-- Data in this exercise follows --

use std::sync::Arc;

use tokio::runtime::Handle;
use tokio::sync::broadcast::{self, error::TryRecvError};
use tokio::task::JoinHandle;
use tokio_util::sync::CancellationToken;

use super::{Config, StatusBoard, context::StoreContext, link::Env};
use crate::{
    error::RuntimeError,
    events::{Bus, Event},
    subscribers::{Subscribe, SubscriberSet},
    transport::{Connector, WsConnector},
};

/// Builder for constructing a [`StoreContext`] with optional features.
pub struct ContextBuilder {
    cfg: Config,
    subscribers: Vec<Arc<dyn Subscribe>>,
    connector: Option<Arc<dyn Connector>>,
    status: Option<Arc<StatusBoard>>,
    runtime: Option<Handle>,
}

impl ContextBuilder {
    /// Creates a new builder with the given configuration.
    pub fn new(cfg: Config) -> Self {
        Self {
            cfg,
            subscribers: Vec::new(),
            connector: None,
            status: None,
            runtime: None,
        }
    }

    /// Sets event subscribers for observability.
    ///
    /// Subscribers receive runtime events (connects, retries, rejected frames)
    /// through dedicated workers with bounded queues.
    pub fn with_subscribers(mut self, subscribers: Vec<Arc<dyn Subscribe>>) -> Self {
        self.subscribers = subscribers;
        self
    }

    /// Replaces the default [`WsConnector`].
    pub fn with_connector(mut self, connector: Arc<dyn Connector>) -> Self {
        self.connector = Some(connector);
        self
    }

    /// Shares an existing status board, e.g. one a subscriber also reads.
    pub fn with_status_board(mut self, board: Arc<StatusBoard>) -> Self {
        self.status = Some(board);
        self
    }

    /// Spawns link actors on `runtime` instead of the current one.
    ///
    /// Needed when stores are created from threads outside the runtime.
    pub fn with_runtime(mut self, runtime: Handle) -> Self {
        self.runtime = Some(runtime);
        self
    }

    /// Builds and returns the context.
    ///
    /// This consumes the builder and initializes:
    /// - the event bus
    /// - subscriber workers (plus `LogWriter` when `log_events` is set)
    /// - the bus → subscriber listener
    ///
    /// Fails with [`RuntimeError::NoRuntime`] when called outside a tokio
    /// runtime without [`with_runtime`](Self::with_runtime).
    pub fn build(self) -> Result<Arc<StoreContext>, RuntimeError> {
        let runtime = match self.runtime {
            Some(handle) => handle,
            None => Handle::try_current().map_err(|e| RuntimeError::NoRuntime(e.to_string()))?,
        };
        let bus = Bus::new(self.cfg.bus_capacity_clamped());

        #[allow(unused_mut)]
        let mut subscribers = self.subscribers;
        #[cfg(feature = "logging")]
        if self.cfg.log_events {
            subscribers.push(Arc::new(crate::subscribers::LogWriter::new()));
        }

        let listener_stop = CancellationToken::new();
        let listener = if subscribers.is_empty() {
            None
        } else {
            let set = SubscriberSet::new(subscribers, bus.clone(), &runtime);
            Some(spawn_listener(
                &runtime,
                bus.subscribe(),
                set,
                listener_stop.clone(),
            ))
        };

        let env = Arc::new(Env {
            bus,
            status: self.status.unwrap_or_default(),
            connector: self.connector.unwrap_or_else(|| Arc::new(WsConnector)),
            runtime,
            root: CancellationToken::new(),
            seed_attempts: self.cfg.seed_attempts,
            seed_timeout: self.cfg.seed_timeout(),
        });
        Ok(Arc::new(StoreContext::new(
            self.cfg,
            env,
            listener,
            listener_stop,
        )))
    }
}

/// Forwards bus events to the subscriber set until stopped, then drains and shuts it down.
fn spawn_listener(
    runtime: &Handle,
    mut rx: broadcast::Receiver<Event>,
    set: SubscriberSet,
    stop: CancellationToken,
) -> JoinHandle<()> {
    runtime.spawn(async move {
        loop {
            tokio::select! {
                biased;
                ev = rx.recv() => match ev {
                    Ok(ev) => set.emit(ev),
                    Err(broadcast::error::RecvError::Lagged(_)) => continue,
                    Err(broadcast::error::RecvError::Closed) => break,
                },
                _ = stop.cancelled() => break,
            }
        }
        loop {
            match rx.try_recv() {
                Ok(ev) => set.emit(ev),
                Err(TryRecvError::Lagged(_)) => continue,
                Err(_) => break,
            }
        }
        set.shutdown().await;
    })
}

#[cfg(test)]
mod tests {
    use super::*;
    use crate::transport::memory::MemoryConnector;

    #[tokio::test]
    async fn shares_supplied_status_board() {
        let board = Arc::new(StatusBoard::new());
        let ctx = ContextBuilder::new(Config {
            log_events: false,
            ..Config::default()
        })
        .with_status_board(Arc::clone(&board))
        .with_connector(Arc::new(MemoryConnector::refusing()))
        .build()
        .unwrap();
        assert!(Arc::ptr_eq(&board, &ctx.status()));
    }

    #[test]
    fn explicit_runtime_allows_building_outside_it() {
        let rt = tokio::runtime::Builder::new_current_thread()
            .enable_all()
            .build()
            .unwrap();
        let ctx = ContextBuilder::new(Config::default())
            .with_runtime(rt.handle().clone())
            .build()
            .unwrap();
        assert!(!ctx.is_shut_down());
        rt.block_on(ctx.shutdown());
        assert!(ctx.is_shut_down());
    }
}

-- Data in this exercise concluded --

- **Work to be completed**: Reproduce each entry word for word.

- **Solution**:
use std::sync::Arc;

use tokio::runtime::Handle;
use tokio::sync::broadcast::{self, error::TryRecvError};
use tokio::task::JoinHandle;
use tokio_util::sync::CancellationToken;

use super::{Config, StatusBoard, context::StoreContext, link::Env};
use crate::{
    error::RuntimeError,
    events::{Bus, Event},
    subscribers::{Subscribe, SubscriberSet},
    transport::{Connector, WsConnector},
};

/// Builder for constructing a [`StoreContext`] with optional features.
pub struct ContextBuilder {
    cfg: Config,
    subscribers: Vec<Arc<dyn Subscribe>>,
    connector: Option<Arc<dyn Connector>>,
    status: Option<Arc<StatusBoard>>,
    runtime: Option<Handle>,
}

impl ContextBuilder {
    /// Creates a new builder with the given configuration.
    pub fn new(cfg: Config) -> Self {
        Self {
            cfg,
            subscribers: Vec::new(),
            connector: None,
            status: None,
            runtime: None,
        }
    }

    /// Sets event subscribers for observability.
    ///
    /// Subscribers receive runtime events (connects, retries, rejected frames)
    /// through dedicated workers with bounded queues.
    pub fn with_subscribers(mut self, subscribers: Vec<Arc<dyn Subscribe>>) -> Self {
        self.subscribers = subscribers;
        self
    }

    /// Replaces the default [`WsConnector`].
    pub fn with_connector(mut self, connector: Arc<dyn Connector>) -> Self {
        self.connector = Some(connector);
        self
    }

    /// Shares an existing status board, e.g. one a subscriber also reads.
    pub fn with_status_board(mut self, board: Arc<StatusBoard>) -> Self {
        self.status = Some(board);
        self
    }

    /// Spawns link actors on `runtime` instead of the current one.
    ///
    /// Needed when stores are created from threads outside the runtime.
    pub fn with_runtime(mut self, runtime: Handle) -> Self {
        self.runtime = Some(runtime);
        self
    }

    /// Builds and returns the context.
    ///
    /// This consumes the builder and initializes:
    /// - the event bus
    /// - subscriber workers (plus `LogWriter` when `log_events` is set)
    /// - the bus → subscriber listener
    ///
    /// Fails with [`RuntimeError::NoRuntime`] when called outside a tokio
    /// runtime without [`with_runtime`](Self::with_runtime).
    pub fn build(self) -> Result<Arc<StoreContext>, RuntimeError> {
        let runtime = match self.runtime {
            Some(handle) => handle,
            None => Handle::try_current().map_err(|e| RuntimeError::NoRuntime(e.to_string()))?,
        };
        let bus = Bus::new(self.cfg.bus_capacity_clamped());

        #[allow(unused_mut)]
        let mut subscribers = self.subscribers;
        #[cfg(feature = "logging")]
        if self.cfg.log_events {
            subscribers.push(Arc::new(crate::subscribers::LogWriter::new()));
        }

        let listener_stop = CancellationToken::new();
        let listener = if subscribers.is_empty() {
            None
        } else {
            let set = SubscriberSet::new(subscribers, bus.clone(), &runtime);
            Some(spawn_listener(
                &runtime,
                bus.subscribe(),
                set,
                listener_stop.clone(),
            ))
        };

        let env = Arc::new(Env {
            bus,
            status: self.status.unwrap_or_default(),
            connector: self.connector.unwrap_or_else(|| Arc::new(WsConnector)),
            runtime,
            root: CancellationToken::new(),
            seed_attempts: self.cfg.seed_attempts,
            seed_timeout: self.cfg.seed_timeout(),
        });
        Ok(Arc::new(StoreContext::new(
            self.cfg,
            env,
            listener,
            listener_stop,
        )))
    }
}

/// Forwards bus events to the subscriber set until stopped, then drains and shuts it down.
fn spawn_listener(
    runtime: &Handle,
    mut rx: broadcast::Receiver<Event>,
    set: SubscriberSet,
    stop: CancellationToken,
) -> JoinHandle<()> {
    runtime.spawn(async move {
        loop {
            tokio::select! {
                biased;
                ev = rx.recv() => match ev {
                    Ok(ev) => set.emit(ev),
                    Err(broadcast::error::RecvError::Lagged(_)) => continue,
                    Err(broadcast::error::RecvError::Closed) => break,
                },
                _ = stop.cancelled() => break,
            }
        }
        loop {
            match rx.try_recv() {
                Ok(ev) => set.emit(ev),
                Err(TryRecvError::Lagged(_)) => continue,
                Err(_) => break,
            }
        }
        set.shutdown().await;
    })
}

#[cfg(test)]
mod tests {
    use super::*;
    use crate::transport::memory::MemoryConnector;

    #[tokio::test]
    async fn shares_supplied_status_board() {
        let board = Arc::new(StatusBoard::new());
        let ctx = ContextBuilder::new(Config {
            log_events: false,
            ..Config::default()
        })
        .with_status_board(Arc::clone(&board))
        .with_connector(Arc::new(MemoryConnector::refusing()))
        .build()
        .unwrap();
        assert!(Arc::ptr_eq(&board, &ctx.status()));
    }

    #[test]
    fn explicit_runtime_allows_building_outside_it() {
        let rt = tokio::runtime::Builder::new_current_thread()
            .enable_all()
            .build()
            .unwrap();
        let ctx = ContextBuilder::new(Config::default())
            .with_runtime(rt.handle().clone())
            .build()
            .unwrap();
        assert!(!ctx.is_shut_down());
        rt.block_on(ctx.shutdown());
        assert!(ctx.is_shut_down());
    }
}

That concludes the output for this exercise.